ACOG: Recommendations for LARC Initiation and Management
(HealthDay News) — Long-acting reversible contraceptives (LARC), including implants and intrauterine devices (IUDs), are a safe and effective contraception option for many women, according to a practice bulletin published online Oct. 24 in Obstetrics & Gynecology.
Eve Espey, M.D., M.P.H., and Lisa Hofler, M.D., M.P.H., M.B.A., from the University of New Mexico School of Medicine, developed the practice bulletin in collaboration with the American College of Obstetricians and Gynecologists' Committee on Practice Bulletins -- Gynecology and the Long-Acting Reversible Contraception Work Group. They discussed data on the safety of LARC, which are the most effective reversible contraceptive methods.

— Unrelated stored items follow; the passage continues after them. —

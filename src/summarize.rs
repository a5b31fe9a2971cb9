//! Optional title suggestions from a text-summarisation service.
//!
//! Task creation never depends on this: a missing API key, a network error
//! and an empty answer all look the same to callers (no suggestion).

use std::time::Duration;

use serde::{Deserialize, Serialize};
use tracing::{debug, warn};

/// Descriptions at or below this length are short enough to be a title.
pub const MIN_DESCRIPTION_LEN: usize = 50;

const OPENAI_URL: &str = "https://api.openai.com/v1/chat/completions";
const DEFAULT_MODEL: &str = "gpt-4o-mini";
const SYSTEM_PROMPT: &str = "You read a task description and answer with a concise, \
action-oriented phrase containing between three and eight words.";

/// Turns free text into a short title, if it can.
pub trait Summarizer {
    fn summarize(&self, text: &str) -> Option<String>;
}

/// Used when no service is configured.
#[derive(Debug, Default, Clone, Copy)]
pub struct NoSummarizer;

impl Summarizer for NoSummarizer {
    fn summarize(&self, _text: &str) -> Option<String> {
        None
    }
}

/// Ask the summariser for a title for `description`, but only when the
/// description is long enough to be worth condensing.
pub fn suggest_title(summarizer: &dyn Summarizer, description: &str) -> Option<String> {
    if description.chars().count() <= MIN_DESCRIPTION_LEN {
        return None;
    }
    summarizer
        .summarize(description)
        .map(|s| s.trim().trim_matches('"').trim().to_string())
        .filter(|s| !s.is_empty())
}

/// The summariser configured through the environment: OpenAI when
/// `OPENAI_API_KEY` is set, otherwise none.
pub fn from_env() -> Box<dyn Summarizer> {
    match OpenAiSummarizer::from_env() {
        Some(s) => Box::new(s),
        None => Box::new(NoSummarizer),
    }
}

/// Chat-completions backed summariser.
pub struct OpenAiSummarizer {
    client: reqwest::blocking::Client,
    api_key: String,
    model: String,
}

#[derive(Serialize)]
struct ChatRequest<'a> {
    model: &'a str,
    messages: [ChatMessage<'a>; 2],
    max_tokens: u32,
    temperature: f32,
}

#[derive(Serialize)]
struct ChatMessage<'a> {
    role: &'a str,
    content: &'a str,
}

#[derive(Deserialize)]
struct ChatResponse {
    choices: Vec<Choice>,
}

#[derive(Deserialize)]
struct Choice {
    message: ReplyMessage,
}

#[derive(Deserialize)]
struct ReplyMessage {
    content: Option<String>,
}

impl OpenAiSummarizer {
    /// Reads `OPENAI_API_KEY` and optionally `TASKDECK_SUMMARY_MODEL`.
    pub fn from_env() -> Option<Self> {
        let api_key = std::env::var("OPENAI_API_KEY")
            .ok()
            .filter(|k| !k.trim().is_empty())?;
        let model = std::env::var("TASKDECK_SUMMARY_MODEL").unwrap_or_else(|_| DEFAULT_MODEL.into());
        Self::new(api_key, model)
    }

    pub fn new(api_key: String, model: String) -> Option<Self> {
        let client = reqwest::blocking::Client::builder()
            .timeout(Duration::from_secs(20))
            .build()
            .map_err(|e| warn!(error = %e, "could not build HTTP client, summaries disabled"))
            .ok()?;
        Some(Self {
            client,
            api_key,
            model,
        })
    }

    fn request(&self, text: &str) -> reqwest::Result<Option<String>> {
        let body = ChatRequest {
            model: &self.model,
            messages: [
                ChatMessage {
                    role: "system",
                    content: SYSTEM_PROMPT,
                },
                ChatMessage {
                    role: "user",
                    content: text,
                },
            ],
            max_tokens: 60,
            temperature: 0.2,
        };
        let response: ChatResponse = self
            .client
            .post(OPENAI_URL)
            .bearer_auth(&self.api_key)
            .json(&body)
            .send()?
            .error_for_status()?
            .json()?;
        Ok(response
            .choices
            .into_iter()
            .next()
            .and_then(|c| c.message.content))
    }
}

impl Summarizer for OpenAiSummarizer {
    fn summarize(&self, text: &str) -> Option<String> {
        match self.request(text) {
            Ok(answer) => {
                debug!(model = %self.model, ?answer, "summary received");
                answer
            }
            Err(e) => {
                warn!(error = %e, "summary request failed");
                None
            }
        }
    }
}

#[cfg(test)]
mod tests {
    use super::*;
    use std::cell::Cell;

    struct Canned {
        answer: Option<&'static str>,
        calls: Cell<usize>,
    }

    impl Canned {
        fn new(answer: Option<&'static str>) -> Self {
            Self {
                answer,
                calls: Cell::new(0),
            }
        }
    }

    impl Summarizer for Canned {
        fn summarize(&self, _text: &str) -> Option<String> {
            self.calls.set(self.calls.get() + 1);
            self.answer.map(str::to_string)
        }
    }

    const LONG: &str = "Go through every open invoice from last quarter and chase the unpaid ones by email";

    #[test]
    fn short_descriptions_are_not_sent() {
        let s = Canned::new(Some("anything"));
        assert_eq!(suggest_title(&s, "fix the sink"), None);
        assert_eq!(s.calls.get(), 0);
    }

    #[test]
    fn suggestion_is_cleaned_up() {
        let s = Canned::new(Some("  \"Chase unpaid quarterly invoices\"\n"));
        assert_eq!(
            suggest_title(&s, LONG).as_deref(),
            Some("Chase unpaid quarterly invoices")
        );
        assert_eq!(s.calls.get(), 1);
    }

    #[test]
    fn blank_or_missing_answers_give_nothing() {
        assert_eq!(suggest_title(&Canned::new(Some("   ")), LONG), None);
        assert_eq!(suggest_title(&Canned::new(None), LONG), None);
        assert_eq!(suggest_title(&NoSummarizer, LONG), None);
    }
}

The authors note that LARC do not require an ongoing effort on the part of the patient and are associated with rapid return of fertility after the device is removed. Insertion of an IUD should be offered routinely as a safe and effective contraceptive option after first-trimester uterine aspiration. Insertion of the implant should be offered routinely on the same day as first- or second-trimester induced or spontaneous abortion. Before IUD insertion, routine antibiotic prophylaxis is not recommended. These recommendations are based on good and consistent scientific evidence. Based on limited or inconsistent evidence, IUDs and contraceptive implants should be offered routinely for nulliparous women and adolescents; insertion may occur at any time during the menstrual cycle when pregnancy can be excluded; insertion immediately after completion of first-trimester medication-induced abortion should be offered routinely; and immediate postpartum insertion should be offered routinely for postpartum contraception regardless of breastfeeding status.
"Counseling will help women to align their contraceptive choice with other health care priorities, whether that's preventing pregnancy during adolescence or making a plan for contraceptive use following pregnancy," Espey said in a statement.